» Work request: Copy each line of the records that holds the string "labels".

» Supplied records:
╔══

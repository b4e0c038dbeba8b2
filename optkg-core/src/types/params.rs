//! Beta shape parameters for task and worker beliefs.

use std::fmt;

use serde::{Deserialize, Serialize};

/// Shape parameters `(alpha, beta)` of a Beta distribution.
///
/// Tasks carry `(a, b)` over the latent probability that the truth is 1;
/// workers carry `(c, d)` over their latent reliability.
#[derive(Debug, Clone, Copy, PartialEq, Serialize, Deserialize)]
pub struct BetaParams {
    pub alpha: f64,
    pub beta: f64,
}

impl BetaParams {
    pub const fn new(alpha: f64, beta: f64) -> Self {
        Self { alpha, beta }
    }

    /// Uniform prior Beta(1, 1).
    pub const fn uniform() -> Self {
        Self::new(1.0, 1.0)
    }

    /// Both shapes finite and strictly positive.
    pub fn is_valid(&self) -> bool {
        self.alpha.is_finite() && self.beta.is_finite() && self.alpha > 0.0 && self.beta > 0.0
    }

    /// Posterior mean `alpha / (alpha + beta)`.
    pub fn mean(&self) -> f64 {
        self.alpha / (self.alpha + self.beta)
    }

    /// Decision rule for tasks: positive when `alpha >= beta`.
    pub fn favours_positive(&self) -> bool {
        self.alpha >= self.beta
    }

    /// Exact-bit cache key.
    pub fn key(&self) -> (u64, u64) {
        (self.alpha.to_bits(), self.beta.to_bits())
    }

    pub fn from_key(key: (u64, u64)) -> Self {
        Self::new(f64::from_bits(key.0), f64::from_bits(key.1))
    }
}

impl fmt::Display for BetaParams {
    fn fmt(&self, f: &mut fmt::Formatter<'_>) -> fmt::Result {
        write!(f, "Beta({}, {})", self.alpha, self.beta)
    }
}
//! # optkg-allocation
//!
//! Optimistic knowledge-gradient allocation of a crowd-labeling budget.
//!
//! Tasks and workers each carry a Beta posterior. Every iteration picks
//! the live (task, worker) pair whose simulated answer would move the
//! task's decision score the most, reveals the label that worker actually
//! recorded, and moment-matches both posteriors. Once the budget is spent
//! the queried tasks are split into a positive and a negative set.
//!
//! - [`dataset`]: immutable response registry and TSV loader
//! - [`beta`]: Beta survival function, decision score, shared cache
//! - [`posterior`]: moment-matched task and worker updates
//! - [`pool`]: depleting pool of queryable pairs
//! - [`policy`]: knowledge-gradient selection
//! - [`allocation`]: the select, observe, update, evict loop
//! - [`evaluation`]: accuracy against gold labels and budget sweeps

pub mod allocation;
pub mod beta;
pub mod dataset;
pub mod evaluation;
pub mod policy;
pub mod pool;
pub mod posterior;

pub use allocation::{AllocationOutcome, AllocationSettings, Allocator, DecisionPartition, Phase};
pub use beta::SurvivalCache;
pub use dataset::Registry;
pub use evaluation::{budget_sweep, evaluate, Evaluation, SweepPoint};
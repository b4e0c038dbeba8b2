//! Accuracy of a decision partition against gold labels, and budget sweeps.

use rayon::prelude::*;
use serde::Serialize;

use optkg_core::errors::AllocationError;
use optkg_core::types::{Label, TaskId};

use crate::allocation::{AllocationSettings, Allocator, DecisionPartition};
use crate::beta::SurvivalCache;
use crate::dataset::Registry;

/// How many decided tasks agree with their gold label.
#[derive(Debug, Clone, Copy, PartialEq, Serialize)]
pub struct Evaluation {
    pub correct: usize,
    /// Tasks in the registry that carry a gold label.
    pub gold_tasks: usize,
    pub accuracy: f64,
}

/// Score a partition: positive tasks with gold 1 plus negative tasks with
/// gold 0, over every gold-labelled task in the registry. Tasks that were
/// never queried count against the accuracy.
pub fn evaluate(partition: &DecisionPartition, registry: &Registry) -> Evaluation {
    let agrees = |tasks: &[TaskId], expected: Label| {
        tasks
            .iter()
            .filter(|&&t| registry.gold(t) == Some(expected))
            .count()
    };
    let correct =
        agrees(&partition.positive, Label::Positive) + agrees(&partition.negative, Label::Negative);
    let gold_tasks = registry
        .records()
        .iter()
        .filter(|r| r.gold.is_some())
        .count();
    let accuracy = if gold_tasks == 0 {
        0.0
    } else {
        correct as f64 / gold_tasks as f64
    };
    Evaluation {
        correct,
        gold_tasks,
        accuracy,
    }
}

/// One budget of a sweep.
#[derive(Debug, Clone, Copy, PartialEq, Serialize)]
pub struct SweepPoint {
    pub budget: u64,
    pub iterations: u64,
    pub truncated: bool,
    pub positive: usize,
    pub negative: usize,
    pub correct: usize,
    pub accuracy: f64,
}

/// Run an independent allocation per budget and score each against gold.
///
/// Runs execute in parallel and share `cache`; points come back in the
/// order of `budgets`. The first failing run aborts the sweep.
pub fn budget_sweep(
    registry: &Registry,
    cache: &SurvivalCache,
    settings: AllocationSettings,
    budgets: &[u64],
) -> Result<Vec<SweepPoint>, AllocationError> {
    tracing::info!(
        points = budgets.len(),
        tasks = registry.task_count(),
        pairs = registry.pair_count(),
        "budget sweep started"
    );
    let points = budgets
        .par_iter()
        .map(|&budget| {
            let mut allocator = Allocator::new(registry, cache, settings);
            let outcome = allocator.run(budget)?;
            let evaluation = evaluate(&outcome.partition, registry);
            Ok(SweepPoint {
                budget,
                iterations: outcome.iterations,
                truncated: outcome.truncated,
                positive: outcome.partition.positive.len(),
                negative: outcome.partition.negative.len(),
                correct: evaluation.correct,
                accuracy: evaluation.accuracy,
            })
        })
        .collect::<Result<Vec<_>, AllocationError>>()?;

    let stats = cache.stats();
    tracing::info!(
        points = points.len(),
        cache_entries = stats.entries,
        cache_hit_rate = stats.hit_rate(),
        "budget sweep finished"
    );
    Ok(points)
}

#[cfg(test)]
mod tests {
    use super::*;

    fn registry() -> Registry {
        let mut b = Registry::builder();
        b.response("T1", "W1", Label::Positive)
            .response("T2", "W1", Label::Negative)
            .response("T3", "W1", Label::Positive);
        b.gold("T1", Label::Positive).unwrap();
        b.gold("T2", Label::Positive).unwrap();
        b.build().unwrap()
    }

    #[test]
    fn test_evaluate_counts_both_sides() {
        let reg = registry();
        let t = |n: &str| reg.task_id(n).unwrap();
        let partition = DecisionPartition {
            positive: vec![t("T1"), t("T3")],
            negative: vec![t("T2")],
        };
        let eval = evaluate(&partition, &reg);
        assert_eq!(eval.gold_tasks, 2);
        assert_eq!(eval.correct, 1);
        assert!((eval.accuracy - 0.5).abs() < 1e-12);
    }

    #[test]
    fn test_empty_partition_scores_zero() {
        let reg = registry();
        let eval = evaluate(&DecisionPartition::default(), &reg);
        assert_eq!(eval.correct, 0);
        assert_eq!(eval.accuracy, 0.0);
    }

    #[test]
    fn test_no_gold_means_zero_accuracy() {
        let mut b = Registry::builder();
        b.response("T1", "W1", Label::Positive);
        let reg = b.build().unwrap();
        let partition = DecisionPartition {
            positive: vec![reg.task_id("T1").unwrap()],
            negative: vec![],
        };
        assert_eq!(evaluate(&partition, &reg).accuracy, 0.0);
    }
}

╚══

» Solution to this exercise:
//! - [`evaluation`]: accuracy against gold labels and budget sweeps
//! Accuracy of a decision partition against gold labels, and budget sweeps.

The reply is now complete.